- YOUR TASK
Each entry below must appear in the answer exactly as written.

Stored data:
*** Begin section ***

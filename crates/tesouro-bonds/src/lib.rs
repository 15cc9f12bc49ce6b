//! Bond type registry for the tesouro Treasury data downloader.
//!
//! This crate provides the public names and indexing details of every bond
//! type sold through Tesouro Direto.
//!
//! # Example
//!
//! ```
//! use tesouro_bonds::BondRegistry;
//!
//! let registry = BondRegistry::global();
//!
//! // Lookup by code
//! if let Some(info) = registry.get("ntn-b") {
//!     println!("{}: {}", info.name(), info.indexer());
//! }
//! ```

#![doc = include_str!("../README.md")]
#![doc(issue_tracker_base_url = "https://github.com/factordynamics/tesouro/issues/")]
#![cfg_attr(docsrs, feature(doc_cfg, doc_auto_cfg))]
#![warn(missing_docs)]
#![forbid(unsafe_code)]

use std::collections::HashMap;
use std::sync::OnceLock;

use serde::{Deserialize, Serialize};
use tesouro_types::BondType;

/// The bond metadata JSON embedded at compile time.
const BONDS_JSON: &str = include_str!("../data/bonds.json");

/// Global bond registry instance.
static REGISTRY: OnceLock<BondRegistry> = OnceLock::new();

/// Index a bond's principal is adjusted by.
#[derive(Debug, Clone, Copy, PartialEq, Eq, Hash, Serialize, Deserialize)]
#[serde(rename_all = "lowercase")]
pub enum Indexer {
    /// Fixed rate, no adjustment.
    Prefixado,
    /// Selic overnight rate.
    Selic,
    /// IPCA consumer price index.
    Ipca,
    /// IGP-M general price index.
    Igpm,
}

impl Indexer {
    /// Returns the indexer as a string slice.
    #[must_use]
    pub const fn as_str(&self) -> &'static str {
        match self {
            Self::Prefixado => "prefixado",
            Self::Selic => "selic",
            Self::Ipca => "ipca",
            Self::Igpm => "igpm",
        }
    }
}

impl std::fmt::Display for Indexer {
    fn fmt(&self, f: &mut std::fmt::Formatter<'_>) -> std::fmt::Result {
        write!(f, "{}", self.as_str())
    }
}

impl std::str::FromStr for Indexer {
    type Err = String;

    fn from_str(s: &str) -> Result<Self, Self::Err> {
        match s.to_lowercase().as_str() {
            "prefixado" | "fixed" => Ok(Self::Prefixado),
            "selic" => Ok(Self::Selic),
            "ipca" => Ok(Self::Ipca),
            "igpm" | "igp-m" => Ok(Self::Igpm),
            _ => Err(format!(
                "Unknown indexer: {s}. Valid options: prefixado, selic, ipca, igpm"
            )),
        }
    }
}

/// Descriptive metadata for a bond type.
#[derive(Debug, Clone, PartialEq, Eq, Serialize, Deserialize)]
pub struct BondInfo {
    bond_type: BondType,
    name: String,
    description: String,
    indexer: Indexer,
    semiannual_coupons: bool,
    first_year: i32,
}

impl BondInfo {
    /// Returns the bond type.
    #[must_use]
    pub const fn bond_type(&self) -> BondType {
        self.bond_type
    }

    /// Returns the public (retail) name, e.g. "Tesouro Prefixado".
    #[must_use]
    pub fn name(&self) -> &str {
        &self.name
    }

    /// Returns the description.
    #[must_use]
    pub fn description(&self) -> &str {
        &self.description
    }

    /// Returns the indexer.
    #[must_use]
    pub const fn indexer(&self) -> Indexer {
        self.indexer
    }

    /// Returns true if the bond pays semiannual coupons.
    #[must_use]
    pub const fn semiannual_coupons(&self) -> bool {
        self.semiannual_coupons
    }

    /// Returns the first year the bond type traded on Tesouro Direto.
    #[must_use]
    pub const fn first_year(&self) -> i32 {
        self.first_year
    }
}

/// Registry of all supported bond types.
#[derive(Debug)]
pub struct BondRegistry {
    bonds: HashMap<BondType, BondInfo>,
}

impl BondRegistry {
    /// Returns the global bond registry.
    ///
    /// The registry is initialized lazily on first access.
    #[must_use]
    pub fn global() -> &'static Self {
        REGISTRY.get_or_init(Self::load)
    }

    /// Loads bond metadata from the embedded JSON data.
    fn load() -> Self {
        let by_code: HashMap<String, BondInfo> =
            serde_json::from_str(BONDS_JSON).expect("Invalid bonds.json");
        let bonds = by_code
            .into_values()
            .map(|info| (info.bond_type, info))
            .collect();
        Self { bonds }
    }

    /// Looks up a bond by code (case-insensitive, any separator spelling).
    #[must_use]
    pub fn get(&self, code: &str) -> Option<&BondInfo> {
        code.parse::<BondType>()
            .ok()
            .and_then(|bond_type| self.info(bond_type))
    }

    /// Returns the metadata for a bond type.
    #[must_use]
    pub fn info(&self, bond_type: BondType) -> Option<&BondInfo> {
        self.bonds.get(&bond_type)
    }

    /// Returns all bonds in [`BondType::all`] order.
    pub fn all(&self) -> impl Iterator<Item = &BondInfo> {
        BondType::all().iter().filter_map(|b| self.bonds.get(b))
    }

    /// Returns the total number of bond types.
    #[must_use]
    pub fn len(&self) -> usize {
        self.bonds.len()
    }

    /// Returns true if the registry is empty.
    #[must_use]
    pub fn is_empty(&self) -> bool {
        self.bonds.is_empty()
    }

    /// Returns bonds with the given indexer.
    pub fn by_indexer(&self, indexer: Indexer) -> impl Iterator<Item = &BondInfo> {
        self.all().filter(move |i| i.indexer == indexer)
    }

    /// Searches bonds by code or public name (case-insensitive).
    pub fn search(&self, pattern: &str) -> Vec<&BondInfo> {
        let pattern = pattern.to_lowercase();
        self.all()
            .filter(|i| {
                i.bond_type.code().to_lowercase().contains(&pattern)
                    || i.name.to_lowercase().contains(&pattern)
            })
            .collect()
    }
}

*** End section ***

- PROBLEM SOLUTION
filename crates/tesouro-bonds/src/lib.rs
repository 15cc9f12bc49ce6b
//! Bond type registry for the tesouro Treasury data downloader.
//!
//! This crate provides the public names and indexing details of every bond
//! type sold through Tesouro Direto.
//!
//! # Example
//!
//! ```
//! use tesouro_bonds::BondRegistry;
//!
//! let registry = BondRegistry::global();
//!
//! // Lookup by code
//! if let Some(info) = registry.get("ntn-b") {
//!     println!("{}: {}", info.name(), info.indexer());
//! }
//! ```

#![doc = include_str!("../README.md")]
#![doc(issue_tracker_base_url = "https://github.com/factordynamics/tesouro/issues/")]
#![cfg_attr(docsrs, feature(doc_cfg, doc_auto_cfg))]
#![warn(missing_docs)]
#![forbid(unsafe_code)]

use std::collections::HashMap;
use std::sync::OnceLock;

use serde::{Deserialize, Serialize};
use tesouro_types::BondType;

/// The bond metadata JSON embedded at compile time.
const BONDS_JSON: &str = include_str!("../data/bonds.json");

/// Global bond registry instance.
static REGISTRY: OnceLock<BondRegistry> = OnceLock::new();

/// Index a bond's principal is adjusted by.
#[derive(Debug, Clone, Copy, PartialEq, Eq, Hash, Serialize, Deserialize)]
#[serde(rename_all = "lowercase")]
pub enum Indexer {
    /// Fixed rate, no adjustment.
    Prefixado,
    /// Selic overnight rate.
    Selic,
    /// IPCA consumer price index.
    Ipca,
    /// IGP-M general price index.
    Igpm,
}

impl Indexer {
    /// Returns the indexer as a string slice.
    #[must_use]
    pub const fn as_str(&self) -> &'static str {
        match self {
            Self::Prefixado => "prefixado",
            Self::Selic => "selic",
            Self::Ipca => "ipca",
            Self::Igpm => "igpm",
        }
    }
}

impl std::fmt::Display for Indexer {
    fn fmt(&self, f: &mut std::fmt::Formatter<'_>) -> std::fmt::Result {
        write!(f, "{}", self.as_str())
    }
}

impl std::str::FromStr for Indexer {
    type Err = String;

    fn from_str(s: &str) -> Result<Self, Self::Err> {
        match s.to_lowercase().as_str() {
            "prefixado" | "fixed" => Ok(Self::Prefixado),
            "selic" => Ok(Self::Selic),
            "ipca" => Ok(Self::Ipca),
            "igpm" | "igp-m" => Ok(Self::Igpm),
            _ => Err(format!(
                "Unknown indexer: {s}. Valid options: prefixado, selic, ipca, igpm"
            )),
        }
    }
}

/// Descriptive metadata for a bond type.
#[derive(Debug, Clone, PartialEq, Eq, Serialize, Deserialize)]
pub struct BondInfo {
    bond_type: BondType,
    name: String,
    description: String,
    indexer: Indexer,
    semiannual_coupons: bool,
    first_year: i32,
}

impl BondInfo {
    /// Returns the bond type.
    #[must_use]
    pub const fn bond_type(&self) -> BondType {
        self.bond_type
    }

    /// Returns the public (retail) name, e.g. "Tesouro Prefixado".
    #[must_use]
    pub fn name(&self) -> &str {
        &self.name
    }

    /// Returns the description.
    #[must_use]
    pub fn description(&self) -> &str {
        &self.description
    }

    /// Returns the indexer.
    #[must_use]
    pub const fn indexer(&self) -> Indexer {
        self.indexer
    }

    /// Returns true if the bond pays semiannual coupons.
    #[must_use]
    pub const fn semiannual_coupons(&self) -> bool {
        self.semiannual_coupons
    }

    /// Returns the first year the bond type traded on Tesouro Direto.
    #[must_use]
    pub const fn first_year(&self) -> i32 {
        self.first_year
    }
}

/// Registry of all supported bond types.
#[derive(Debug)]
pub struct BondRegistry {
    bonds: HashMap<BondType, BondInfo>,
}

impl BondRegistry {
    /// Returns the global bond registry.
    ///
    /// The registry is initialized lazily on first access.
    #[must_use]
    pub fn global() -> &'static Self {
        REGISTRY.get_or_init(Self::load)
    }

    /// Loads bond metadata from the embedded JSON data.
    fn load() -> Self {
        let by_code: HashMap<String, BondInfo> =
            serde_json::from_str(BONDS_JSON).expect("Invalid bonds.json");
        let bonds = by_code
            .into_values()
            .map(|info| (info.bond_type, info))
            .collect();
        Self { bonds }
    }

    /// Looks up a bond by code (case-insensitive, any separator spelling).
    #[must_use]
    pub fn get(&self, code: &str) -> Option<&BondInfo> {
        code.parse::<BondType>()
            .ok()
            .and_then(|bond_type| self.info(bond_type))
    }

    /// Returns the metadata for a bond type.
    #[must_use]
    pub fn info(&self, bond_type: BondType) -> Option<&BondInfo> {
        self.bonds.get(&bond_type)
    }

    /// Returns all bonds in [`BondType::all`] order.
    pub fn all(&self) -> impl Iterator<Item = &BondInfo> {
        BondType::all().iter().filter_map(|b| self.bonds.get(b))
    }

    /// Returns the total number of bond types.
    #[must_use]
    pub fn len(&self) -> usize {
        self.bonds.len()
    }

    /// Returns true if the registry is empty.
    #[must_use]
    pub fn is_empty(&self) -> bool {
        self.bonds.is_empty()
    }

    /// Returns bonds with the given indexer.
    pub fn by_indexer(&self, indexer: Indexer) -> impl Iterator<Item = &BondInfo> {
        self.all().filter(move |i| i.indexer == indexer)
    }

    /// Searches bonds by code or public name (case-insensitive).
    pub fn search(&self, pattern: &str) -> Vec<&BondInfo> {
        let pattern = pattern.to_lowercase();
        self.all()
            .filter(|i| {
                i.bond_type.code().to_lowercase().contains(&pattern)
                    || i.name.to_lowercase().contains(&pattern)
            })
            .collect()
    }
}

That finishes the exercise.